### Task to complete
Check the entries below for lines with "cancelled"; report only how many there are.

### Data items
• • • •
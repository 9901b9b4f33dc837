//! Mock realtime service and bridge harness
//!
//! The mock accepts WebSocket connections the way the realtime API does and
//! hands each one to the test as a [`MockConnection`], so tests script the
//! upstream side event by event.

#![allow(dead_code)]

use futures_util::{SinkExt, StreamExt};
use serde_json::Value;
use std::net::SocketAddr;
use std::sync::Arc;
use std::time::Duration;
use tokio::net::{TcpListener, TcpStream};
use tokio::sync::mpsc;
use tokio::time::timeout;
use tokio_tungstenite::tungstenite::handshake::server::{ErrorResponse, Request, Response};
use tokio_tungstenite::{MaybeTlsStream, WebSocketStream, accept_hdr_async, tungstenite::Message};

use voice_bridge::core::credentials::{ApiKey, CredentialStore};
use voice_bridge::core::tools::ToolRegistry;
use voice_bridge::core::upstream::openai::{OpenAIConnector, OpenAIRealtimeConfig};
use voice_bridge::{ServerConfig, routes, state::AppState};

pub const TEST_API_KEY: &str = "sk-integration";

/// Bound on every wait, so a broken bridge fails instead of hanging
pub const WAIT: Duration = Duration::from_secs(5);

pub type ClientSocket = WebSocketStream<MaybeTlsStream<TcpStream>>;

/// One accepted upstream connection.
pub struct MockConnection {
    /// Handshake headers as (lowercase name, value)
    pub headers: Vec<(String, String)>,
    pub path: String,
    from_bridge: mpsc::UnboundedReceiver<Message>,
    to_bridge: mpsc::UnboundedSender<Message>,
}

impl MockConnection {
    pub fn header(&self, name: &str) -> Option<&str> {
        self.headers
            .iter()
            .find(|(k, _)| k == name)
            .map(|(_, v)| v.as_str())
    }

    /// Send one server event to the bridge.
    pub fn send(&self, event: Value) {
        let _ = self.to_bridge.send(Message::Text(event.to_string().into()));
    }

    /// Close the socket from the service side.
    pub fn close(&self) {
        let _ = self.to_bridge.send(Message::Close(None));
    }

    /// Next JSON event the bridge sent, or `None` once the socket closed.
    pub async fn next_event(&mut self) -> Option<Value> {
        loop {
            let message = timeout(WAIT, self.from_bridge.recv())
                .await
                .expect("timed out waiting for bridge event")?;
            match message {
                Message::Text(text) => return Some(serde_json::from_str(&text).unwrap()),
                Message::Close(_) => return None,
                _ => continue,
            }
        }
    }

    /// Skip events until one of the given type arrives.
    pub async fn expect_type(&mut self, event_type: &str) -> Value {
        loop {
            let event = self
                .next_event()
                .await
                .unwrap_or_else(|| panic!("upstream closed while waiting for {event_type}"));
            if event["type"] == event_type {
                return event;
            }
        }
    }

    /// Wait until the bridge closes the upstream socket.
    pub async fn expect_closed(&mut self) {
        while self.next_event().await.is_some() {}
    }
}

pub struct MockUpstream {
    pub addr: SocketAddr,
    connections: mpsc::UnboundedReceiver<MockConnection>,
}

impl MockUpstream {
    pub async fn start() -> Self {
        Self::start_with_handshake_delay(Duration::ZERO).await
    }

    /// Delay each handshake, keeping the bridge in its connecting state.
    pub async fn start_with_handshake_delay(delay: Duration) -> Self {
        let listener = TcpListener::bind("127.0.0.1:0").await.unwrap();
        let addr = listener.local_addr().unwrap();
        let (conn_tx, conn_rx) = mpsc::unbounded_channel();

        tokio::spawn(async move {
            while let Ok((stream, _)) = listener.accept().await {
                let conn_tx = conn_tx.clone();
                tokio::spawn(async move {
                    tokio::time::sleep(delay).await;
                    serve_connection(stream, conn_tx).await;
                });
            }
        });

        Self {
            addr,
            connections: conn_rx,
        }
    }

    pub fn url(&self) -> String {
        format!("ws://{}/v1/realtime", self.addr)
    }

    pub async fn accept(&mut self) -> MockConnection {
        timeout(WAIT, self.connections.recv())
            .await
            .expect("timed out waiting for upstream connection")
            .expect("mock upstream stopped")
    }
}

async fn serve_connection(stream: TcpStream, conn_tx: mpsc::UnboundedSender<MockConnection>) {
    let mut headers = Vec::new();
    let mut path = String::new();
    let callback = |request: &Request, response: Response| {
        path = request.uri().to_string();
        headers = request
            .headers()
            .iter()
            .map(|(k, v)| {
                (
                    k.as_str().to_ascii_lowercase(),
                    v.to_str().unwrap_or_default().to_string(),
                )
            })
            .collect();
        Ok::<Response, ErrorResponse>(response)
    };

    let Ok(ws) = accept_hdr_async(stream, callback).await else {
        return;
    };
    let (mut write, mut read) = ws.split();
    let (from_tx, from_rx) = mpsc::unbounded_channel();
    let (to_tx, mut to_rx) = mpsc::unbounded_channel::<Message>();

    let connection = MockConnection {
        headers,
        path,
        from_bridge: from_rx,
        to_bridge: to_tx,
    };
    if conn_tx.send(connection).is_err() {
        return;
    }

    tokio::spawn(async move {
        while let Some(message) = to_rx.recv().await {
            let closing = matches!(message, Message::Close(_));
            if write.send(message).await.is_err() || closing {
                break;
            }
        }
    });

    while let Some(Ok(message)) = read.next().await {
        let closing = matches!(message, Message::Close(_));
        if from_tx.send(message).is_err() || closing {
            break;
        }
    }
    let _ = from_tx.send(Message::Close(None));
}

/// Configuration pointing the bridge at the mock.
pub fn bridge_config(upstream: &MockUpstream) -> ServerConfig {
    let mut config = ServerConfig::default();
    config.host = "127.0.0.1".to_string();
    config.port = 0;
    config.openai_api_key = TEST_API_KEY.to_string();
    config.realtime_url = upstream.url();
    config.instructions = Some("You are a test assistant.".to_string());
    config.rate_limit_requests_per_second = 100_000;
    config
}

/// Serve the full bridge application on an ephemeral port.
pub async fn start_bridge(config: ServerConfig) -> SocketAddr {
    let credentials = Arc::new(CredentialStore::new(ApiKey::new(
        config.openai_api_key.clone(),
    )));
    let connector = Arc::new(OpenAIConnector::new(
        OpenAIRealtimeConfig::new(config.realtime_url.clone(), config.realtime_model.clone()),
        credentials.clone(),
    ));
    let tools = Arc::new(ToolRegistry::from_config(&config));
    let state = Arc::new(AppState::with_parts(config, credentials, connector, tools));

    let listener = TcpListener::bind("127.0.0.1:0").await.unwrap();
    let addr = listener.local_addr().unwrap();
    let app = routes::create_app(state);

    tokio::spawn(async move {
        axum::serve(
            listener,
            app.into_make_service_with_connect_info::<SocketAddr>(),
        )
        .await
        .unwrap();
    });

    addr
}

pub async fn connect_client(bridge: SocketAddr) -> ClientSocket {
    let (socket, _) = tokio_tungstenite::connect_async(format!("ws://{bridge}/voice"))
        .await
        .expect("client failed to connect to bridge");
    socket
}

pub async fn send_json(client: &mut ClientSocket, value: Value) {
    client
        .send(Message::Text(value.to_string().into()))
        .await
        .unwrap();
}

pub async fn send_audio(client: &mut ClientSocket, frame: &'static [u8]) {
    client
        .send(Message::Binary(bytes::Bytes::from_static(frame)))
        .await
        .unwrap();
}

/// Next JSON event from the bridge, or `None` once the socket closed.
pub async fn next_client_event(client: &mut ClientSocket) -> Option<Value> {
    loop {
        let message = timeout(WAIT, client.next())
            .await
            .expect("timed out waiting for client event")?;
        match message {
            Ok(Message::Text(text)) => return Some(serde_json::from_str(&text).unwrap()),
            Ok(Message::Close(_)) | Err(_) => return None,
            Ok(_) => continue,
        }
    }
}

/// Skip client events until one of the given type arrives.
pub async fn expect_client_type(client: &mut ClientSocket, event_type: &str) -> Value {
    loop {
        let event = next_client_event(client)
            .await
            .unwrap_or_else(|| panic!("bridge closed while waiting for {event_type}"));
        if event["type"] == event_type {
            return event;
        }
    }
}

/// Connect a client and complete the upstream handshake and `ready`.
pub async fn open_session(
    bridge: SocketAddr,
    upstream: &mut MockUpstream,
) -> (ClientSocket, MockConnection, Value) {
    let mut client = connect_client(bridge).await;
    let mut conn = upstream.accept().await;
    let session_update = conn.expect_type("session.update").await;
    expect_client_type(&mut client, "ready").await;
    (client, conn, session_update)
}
• • • •
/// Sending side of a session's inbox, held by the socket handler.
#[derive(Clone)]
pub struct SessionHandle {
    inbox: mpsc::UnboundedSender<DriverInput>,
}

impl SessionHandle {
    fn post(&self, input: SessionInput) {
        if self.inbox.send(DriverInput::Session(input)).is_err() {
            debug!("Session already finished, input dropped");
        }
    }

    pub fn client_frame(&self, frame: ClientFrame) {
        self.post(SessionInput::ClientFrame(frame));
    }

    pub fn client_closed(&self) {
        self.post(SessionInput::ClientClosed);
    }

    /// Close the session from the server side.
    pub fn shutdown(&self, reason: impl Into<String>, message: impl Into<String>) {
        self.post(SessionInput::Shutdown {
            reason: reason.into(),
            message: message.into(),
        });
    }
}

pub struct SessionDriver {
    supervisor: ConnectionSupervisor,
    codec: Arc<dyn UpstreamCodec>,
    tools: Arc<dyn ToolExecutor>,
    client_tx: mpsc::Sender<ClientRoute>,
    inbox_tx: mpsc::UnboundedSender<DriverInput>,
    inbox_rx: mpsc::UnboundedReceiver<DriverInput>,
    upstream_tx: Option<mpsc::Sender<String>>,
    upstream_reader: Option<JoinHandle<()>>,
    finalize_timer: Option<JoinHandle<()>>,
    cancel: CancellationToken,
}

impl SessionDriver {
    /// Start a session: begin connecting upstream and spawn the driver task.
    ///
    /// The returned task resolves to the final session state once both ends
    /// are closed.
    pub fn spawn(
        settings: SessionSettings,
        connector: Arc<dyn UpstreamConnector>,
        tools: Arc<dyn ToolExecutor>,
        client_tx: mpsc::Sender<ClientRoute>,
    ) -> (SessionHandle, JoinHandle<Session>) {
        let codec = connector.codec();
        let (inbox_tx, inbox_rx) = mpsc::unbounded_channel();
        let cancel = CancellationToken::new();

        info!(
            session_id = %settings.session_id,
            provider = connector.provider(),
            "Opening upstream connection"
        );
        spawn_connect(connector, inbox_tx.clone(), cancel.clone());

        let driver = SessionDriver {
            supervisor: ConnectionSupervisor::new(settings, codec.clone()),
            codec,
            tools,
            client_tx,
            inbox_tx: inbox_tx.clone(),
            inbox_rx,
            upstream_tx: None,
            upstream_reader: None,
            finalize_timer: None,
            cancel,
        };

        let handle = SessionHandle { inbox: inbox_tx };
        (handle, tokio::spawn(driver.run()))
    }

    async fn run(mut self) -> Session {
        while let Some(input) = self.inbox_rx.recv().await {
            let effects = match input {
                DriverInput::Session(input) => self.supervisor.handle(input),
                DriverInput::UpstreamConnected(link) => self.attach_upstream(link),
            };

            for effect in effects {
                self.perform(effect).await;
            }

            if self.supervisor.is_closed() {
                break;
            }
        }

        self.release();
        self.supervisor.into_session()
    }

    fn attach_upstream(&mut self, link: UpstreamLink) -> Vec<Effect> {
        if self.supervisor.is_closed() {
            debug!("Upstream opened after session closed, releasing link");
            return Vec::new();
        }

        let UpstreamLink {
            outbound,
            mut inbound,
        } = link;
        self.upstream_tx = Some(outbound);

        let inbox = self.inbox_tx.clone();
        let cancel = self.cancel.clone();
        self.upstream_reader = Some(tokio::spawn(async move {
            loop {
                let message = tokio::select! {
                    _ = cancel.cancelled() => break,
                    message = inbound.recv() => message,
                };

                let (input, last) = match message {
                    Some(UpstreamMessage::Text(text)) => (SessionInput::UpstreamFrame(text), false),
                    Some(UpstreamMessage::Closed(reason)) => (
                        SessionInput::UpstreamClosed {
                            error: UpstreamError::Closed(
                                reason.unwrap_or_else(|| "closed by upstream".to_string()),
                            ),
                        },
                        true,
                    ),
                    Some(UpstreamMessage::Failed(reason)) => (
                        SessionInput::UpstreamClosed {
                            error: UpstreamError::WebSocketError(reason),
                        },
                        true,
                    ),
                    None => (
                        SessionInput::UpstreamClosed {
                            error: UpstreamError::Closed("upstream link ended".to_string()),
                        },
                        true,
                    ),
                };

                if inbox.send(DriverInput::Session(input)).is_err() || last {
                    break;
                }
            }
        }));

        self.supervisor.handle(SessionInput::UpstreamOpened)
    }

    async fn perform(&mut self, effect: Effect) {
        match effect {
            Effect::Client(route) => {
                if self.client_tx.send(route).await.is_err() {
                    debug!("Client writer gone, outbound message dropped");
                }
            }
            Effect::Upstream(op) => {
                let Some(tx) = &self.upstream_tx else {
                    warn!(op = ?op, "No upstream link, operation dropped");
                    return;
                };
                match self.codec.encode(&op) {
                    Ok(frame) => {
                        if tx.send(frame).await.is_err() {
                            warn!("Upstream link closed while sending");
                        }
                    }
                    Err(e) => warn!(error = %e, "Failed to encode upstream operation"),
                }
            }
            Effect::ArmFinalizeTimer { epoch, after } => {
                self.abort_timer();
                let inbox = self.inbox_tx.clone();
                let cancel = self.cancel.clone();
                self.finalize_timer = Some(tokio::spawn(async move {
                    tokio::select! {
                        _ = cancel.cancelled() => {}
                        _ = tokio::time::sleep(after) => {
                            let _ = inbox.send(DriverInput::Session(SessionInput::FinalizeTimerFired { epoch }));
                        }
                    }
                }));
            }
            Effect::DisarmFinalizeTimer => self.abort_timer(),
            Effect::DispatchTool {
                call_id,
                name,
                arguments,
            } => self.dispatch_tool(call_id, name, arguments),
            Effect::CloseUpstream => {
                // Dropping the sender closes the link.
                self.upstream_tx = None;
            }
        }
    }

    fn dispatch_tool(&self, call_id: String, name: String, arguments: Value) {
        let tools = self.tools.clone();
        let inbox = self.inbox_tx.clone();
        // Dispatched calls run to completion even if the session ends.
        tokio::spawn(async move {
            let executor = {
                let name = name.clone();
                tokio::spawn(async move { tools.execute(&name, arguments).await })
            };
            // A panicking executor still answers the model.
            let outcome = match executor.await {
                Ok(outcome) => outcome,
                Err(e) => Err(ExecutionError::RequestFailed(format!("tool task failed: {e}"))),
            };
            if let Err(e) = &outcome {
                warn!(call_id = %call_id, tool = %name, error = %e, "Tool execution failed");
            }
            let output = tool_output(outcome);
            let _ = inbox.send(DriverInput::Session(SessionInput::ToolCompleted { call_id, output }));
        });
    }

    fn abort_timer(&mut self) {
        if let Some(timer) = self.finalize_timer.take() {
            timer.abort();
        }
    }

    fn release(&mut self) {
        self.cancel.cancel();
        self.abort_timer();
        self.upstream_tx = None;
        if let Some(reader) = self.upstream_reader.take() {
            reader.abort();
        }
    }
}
• • • •
### Solved problem
2